SUPPLIED RECORDS:
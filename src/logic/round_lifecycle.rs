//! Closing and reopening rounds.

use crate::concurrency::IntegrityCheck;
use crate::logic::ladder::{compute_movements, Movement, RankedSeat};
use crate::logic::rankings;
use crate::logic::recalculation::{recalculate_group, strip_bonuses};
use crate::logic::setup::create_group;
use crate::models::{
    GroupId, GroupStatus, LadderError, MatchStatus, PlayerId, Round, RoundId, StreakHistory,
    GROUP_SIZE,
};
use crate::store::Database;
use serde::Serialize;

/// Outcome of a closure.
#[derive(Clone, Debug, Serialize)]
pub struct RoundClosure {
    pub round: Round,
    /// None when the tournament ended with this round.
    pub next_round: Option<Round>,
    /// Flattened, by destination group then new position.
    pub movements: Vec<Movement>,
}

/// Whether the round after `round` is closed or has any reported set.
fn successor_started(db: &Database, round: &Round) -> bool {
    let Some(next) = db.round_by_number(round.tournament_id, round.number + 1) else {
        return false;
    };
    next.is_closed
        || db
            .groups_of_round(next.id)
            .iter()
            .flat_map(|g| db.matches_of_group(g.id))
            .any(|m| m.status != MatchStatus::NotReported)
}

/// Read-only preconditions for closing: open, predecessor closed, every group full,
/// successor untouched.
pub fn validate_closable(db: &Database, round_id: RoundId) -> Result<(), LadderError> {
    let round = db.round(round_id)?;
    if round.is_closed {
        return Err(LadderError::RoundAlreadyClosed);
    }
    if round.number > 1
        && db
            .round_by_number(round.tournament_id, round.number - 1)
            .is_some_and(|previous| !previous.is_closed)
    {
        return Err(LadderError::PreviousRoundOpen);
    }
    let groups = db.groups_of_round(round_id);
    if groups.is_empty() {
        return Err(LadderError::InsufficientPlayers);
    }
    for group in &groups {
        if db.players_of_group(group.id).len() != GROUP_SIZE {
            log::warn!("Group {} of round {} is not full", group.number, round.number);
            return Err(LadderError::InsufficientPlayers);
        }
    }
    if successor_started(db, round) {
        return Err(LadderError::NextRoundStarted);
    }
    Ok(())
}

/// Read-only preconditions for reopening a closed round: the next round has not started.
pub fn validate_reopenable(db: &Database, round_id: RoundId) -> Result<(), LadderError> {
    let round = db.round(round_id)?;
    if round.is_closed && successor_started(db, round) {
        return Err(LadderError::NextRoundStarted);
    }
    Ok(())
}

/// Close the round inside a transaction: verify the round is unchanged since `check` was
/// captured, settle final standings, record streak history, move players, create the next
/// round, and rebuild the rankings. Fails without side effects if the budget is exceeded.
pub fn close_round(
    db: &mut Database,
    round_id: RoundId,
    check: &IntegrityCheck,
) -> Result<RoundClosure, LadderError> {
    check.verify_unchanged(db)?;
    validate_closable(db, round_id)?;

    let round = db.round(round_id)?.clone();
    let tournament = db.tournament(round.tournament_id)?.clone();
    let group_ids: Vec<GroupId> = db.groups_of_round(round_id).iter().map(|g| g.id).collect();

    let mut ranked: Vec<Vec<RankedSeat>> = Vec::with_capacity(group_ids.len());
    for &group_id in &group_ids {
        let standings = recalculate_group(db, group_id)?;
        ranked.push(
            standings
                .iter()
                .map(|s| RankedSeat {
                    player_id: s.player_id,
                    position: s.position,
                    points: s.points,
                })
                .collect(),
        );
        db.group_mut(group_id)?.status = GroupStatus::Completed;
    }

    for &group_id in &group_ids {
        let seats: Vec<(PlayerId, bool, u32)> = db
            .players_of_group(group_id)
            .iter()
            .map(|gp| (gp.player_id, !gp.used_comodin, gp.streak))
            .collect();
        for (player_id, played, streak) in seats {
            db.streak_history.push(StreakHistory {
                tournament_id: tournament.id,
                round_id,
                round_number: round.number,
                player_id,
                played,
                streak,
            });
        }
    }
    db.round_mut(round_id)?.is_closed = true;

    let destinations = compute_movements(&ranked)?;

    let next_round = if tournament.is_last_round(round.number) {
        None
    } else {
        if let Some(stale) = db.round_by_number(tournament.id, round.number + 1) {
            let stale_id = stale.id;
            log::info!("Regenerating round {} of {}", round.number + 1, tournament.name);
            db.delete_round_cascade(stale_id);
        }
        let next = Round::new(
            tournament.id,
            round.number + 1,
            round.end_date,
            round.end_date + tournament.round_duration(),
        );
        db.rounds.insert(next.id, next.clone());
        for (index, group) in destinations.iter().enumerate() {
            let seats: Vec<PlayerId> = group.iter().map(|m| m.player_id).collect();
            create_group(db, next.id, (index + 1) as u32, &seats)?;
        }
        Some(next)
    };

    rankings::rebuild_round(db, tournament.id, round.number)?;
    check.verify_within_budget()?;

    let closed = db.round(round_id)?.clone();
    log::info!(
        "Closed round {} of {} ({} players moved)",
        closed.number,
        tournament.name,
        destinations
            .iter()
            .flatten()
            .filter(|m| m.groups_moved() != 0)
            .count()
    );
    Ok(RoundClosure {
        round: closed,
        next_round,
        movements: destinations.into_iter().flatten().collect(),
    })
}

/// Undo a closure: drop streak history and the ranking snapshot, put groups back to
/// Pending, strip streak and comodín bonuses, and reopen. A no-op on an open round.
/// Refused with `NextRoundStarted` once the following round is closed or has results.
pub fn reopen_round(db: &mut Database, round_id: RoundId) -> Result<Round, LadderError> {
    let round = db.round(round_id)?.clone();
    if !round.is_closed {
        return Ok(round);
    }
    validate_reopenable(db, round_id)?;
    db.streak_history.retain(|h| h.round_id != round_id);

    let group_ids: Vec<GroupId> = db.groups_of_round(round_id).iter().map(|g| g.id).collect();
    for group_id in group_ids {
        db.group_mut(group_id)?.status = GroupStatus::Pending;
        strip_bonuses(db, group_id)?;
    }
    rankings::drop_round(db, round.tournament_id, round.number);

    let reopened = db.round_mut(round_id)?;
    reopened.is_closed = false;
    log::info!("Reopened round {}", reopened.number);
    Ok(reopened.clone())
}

--

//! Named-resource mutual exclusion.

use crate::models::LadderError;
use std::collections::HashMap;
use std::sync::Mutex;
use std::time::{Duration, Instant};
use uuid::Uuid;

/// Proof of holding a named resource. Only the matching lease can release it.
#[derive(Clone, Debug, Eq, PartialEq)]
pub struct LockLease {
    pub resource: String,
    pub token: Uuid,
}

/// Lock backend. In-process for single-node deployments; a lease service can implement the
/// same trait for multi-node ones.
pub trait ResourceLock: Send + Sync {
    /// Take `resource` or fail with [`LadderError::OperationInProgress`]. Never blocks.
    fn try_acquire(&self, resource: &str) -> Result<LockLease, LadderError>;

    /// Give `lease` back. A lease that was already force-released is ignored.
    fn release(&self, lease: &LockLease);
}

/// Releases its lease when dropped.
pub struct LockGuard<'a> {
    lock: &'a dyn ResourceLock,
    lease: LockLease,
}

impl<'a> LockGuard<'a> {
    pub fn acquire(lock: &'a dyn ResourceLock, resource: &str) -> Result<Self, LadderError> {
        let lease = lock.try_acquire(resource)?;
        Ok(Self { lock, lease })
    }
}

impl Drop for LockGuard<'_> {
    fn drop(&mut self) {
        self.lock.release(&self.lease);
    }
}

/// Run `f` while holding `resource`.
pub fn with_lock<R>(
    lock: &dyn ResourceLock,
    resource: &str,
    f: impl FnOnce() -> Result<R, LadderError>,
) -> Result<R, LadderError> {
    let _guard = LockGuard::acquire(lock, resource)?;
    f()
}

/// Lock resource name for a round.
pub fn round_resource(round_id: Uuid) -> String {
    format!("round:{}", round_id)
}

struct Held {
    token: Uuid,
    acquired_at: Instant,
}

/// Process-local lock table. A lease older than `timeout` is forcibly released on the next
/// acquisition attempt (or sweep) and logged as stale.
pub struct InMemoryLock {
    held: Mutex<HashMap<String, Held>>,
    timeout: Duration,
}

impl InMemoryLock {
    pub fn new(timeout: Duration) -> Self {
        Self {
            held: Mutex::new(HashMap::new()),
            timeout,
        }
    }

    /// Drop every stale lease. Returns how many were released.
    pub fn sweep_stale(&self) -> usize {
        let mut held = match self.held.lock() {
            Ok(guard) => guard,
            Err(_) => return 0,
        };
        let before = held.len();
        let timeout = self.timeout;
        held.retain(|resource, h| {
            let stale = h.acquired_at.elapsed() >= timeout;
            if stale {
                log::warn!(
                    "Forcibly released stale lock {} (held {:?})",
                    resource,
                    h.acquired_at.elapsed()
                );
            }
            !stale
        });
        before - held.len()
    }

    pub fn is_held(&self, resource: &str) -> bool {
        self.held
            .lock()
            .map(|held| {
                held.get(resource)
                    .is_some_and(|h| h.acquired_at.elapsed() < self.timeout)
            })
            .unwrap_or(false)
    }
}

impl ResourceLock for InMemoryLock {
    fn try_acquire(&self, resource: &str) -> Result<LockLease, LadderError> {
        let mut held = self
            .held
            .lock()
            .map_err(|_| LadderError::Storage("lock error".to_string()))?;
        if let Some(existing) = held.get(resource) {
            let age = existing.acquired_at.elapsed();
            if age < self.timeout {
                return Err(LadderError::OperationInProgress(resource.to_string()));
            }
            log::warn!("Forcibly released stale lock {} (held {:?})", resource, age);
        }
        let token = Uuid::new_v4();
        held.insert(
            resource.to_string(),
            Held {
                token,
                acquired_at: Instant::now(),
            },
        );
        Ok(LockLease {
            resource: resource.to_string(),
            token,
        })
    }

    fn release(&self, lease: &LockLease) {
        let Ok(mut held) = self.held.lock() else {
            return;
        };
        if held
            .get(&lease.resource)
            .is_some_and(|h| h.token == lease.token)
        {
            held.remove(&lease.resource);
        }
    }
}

* * *

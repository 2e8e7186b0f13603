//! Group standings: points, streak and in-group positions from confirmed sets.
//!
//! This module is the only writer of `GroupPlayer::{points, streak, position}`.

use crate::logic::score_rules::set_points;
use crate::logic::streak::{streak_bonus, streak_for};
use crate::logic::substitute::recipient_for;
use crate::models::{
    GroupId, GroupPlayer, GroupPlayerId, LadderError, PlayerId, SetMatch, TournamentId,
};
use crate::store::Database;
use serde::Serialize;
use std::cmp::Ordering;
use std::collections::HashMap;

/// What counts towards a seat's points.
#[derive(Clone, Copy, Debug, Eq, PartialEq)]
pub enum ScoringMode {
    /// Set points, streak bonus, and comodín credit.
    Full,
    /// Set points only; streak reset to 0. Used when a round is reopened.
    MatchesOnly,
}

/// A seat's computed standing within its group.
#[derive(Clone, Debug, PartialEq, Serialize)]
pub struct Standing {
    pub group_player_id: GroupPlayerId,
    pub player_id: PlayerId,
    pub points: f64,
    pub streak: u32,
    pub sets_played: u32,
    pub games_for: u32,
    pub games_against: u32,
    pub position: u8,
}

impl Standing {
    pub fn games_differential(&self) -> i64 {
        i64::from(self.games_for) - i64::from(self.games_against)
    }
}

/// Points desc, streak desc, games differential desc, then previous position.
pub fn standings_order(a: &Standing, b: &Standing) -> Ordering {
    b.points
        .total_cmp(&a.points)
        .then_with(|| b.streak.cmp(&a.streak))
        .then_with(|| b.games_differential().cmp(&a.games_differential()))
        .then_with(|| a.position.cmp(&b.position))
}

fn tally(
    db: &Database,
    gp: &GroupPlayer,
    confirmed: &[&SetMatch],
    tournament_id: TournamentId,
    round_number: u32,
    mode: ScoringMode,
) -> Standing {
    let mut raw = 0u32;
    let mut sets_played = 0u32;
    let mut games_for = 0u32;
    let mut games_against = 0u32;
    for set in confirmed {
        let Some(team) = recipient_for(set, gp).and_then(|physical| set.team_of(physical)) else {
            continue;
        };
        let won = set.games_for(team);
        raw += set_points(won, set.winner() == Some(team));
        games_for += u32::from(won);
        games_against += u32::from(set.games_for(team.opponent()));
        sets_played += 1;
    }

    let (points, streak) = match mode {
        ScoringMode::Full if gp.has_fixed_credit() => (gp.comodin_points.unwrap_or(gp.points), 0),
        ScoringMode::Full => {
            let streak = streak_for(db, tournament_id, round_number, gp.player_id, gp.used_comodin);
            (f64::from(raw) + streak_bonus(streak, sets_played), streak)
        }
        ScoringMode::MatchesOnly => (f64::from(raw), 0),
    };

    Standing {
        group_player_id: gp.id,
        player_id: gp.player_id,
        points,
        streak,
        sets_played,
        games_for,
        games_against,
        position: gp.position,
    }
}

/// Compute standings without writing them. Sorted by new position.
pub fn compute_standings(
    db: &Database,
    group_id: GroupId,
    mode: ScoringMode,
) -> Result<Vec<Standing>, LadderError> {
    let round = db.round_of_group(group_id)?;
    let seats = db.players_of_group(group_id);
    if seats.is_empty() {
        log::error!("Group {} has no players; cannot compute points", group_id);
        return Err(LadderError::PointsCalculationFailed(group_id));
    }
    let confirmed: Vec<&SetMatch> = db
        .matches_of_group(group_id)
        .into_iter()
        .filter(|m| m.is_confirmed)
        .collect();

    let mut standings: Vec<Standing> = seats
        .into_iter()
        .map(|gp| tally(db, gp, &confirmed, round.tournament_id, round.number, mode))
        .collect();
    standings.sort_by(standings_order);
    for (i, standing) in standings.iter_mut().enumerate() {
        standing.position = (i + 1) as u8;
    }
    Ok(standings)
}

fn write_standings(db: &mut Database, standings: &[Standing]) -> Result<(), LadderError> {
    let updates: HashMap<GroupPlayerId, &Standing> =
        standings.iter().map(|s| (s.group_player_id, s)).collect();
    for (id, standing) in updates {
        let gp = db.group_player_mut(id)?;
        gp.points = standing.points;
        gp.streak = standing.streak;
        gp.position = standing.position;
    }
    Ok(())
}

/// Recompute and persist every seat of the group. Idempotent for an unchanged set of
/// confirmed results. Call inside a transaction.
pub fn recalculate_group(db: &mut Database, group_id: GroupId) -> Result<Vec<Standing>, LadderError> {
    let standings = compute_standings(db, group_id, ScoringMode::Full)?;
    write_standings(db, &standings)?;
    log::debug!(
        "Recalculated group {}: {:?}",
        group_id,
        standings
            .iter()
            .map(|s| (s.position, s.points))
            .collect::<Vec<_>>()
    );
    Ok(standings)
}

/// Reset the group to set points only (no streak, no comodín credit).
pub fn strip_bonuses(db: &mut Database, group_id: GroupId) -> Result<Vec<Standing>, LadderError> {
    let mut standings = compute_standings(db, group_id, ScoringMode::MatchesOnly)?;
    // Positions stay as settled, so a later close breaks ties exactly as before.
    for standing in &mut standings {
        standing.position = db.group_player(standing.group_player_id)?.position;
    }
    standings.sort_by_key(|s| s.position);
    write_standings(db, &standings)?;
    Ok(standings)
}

ACTIVITY: Starting with the line with "let seats: Vec<PlayerId>" above and going on through the line with "check.verify_within_budget()?;", transcribe every line exactly, both ends included, and add nothing.

RESPONSE TO THIS EXERCISE:
            let seats: Vec<PlayerId> = group.iter().map(|m| m.player_id).collect();
            create_group(db, next.id, (index + 1) as u32, &seats)?;
        }
        Some(next)
    };

    rankings::rebuild_round(db, tournament.id, round.number)?;
    check.verify_within_budget()?;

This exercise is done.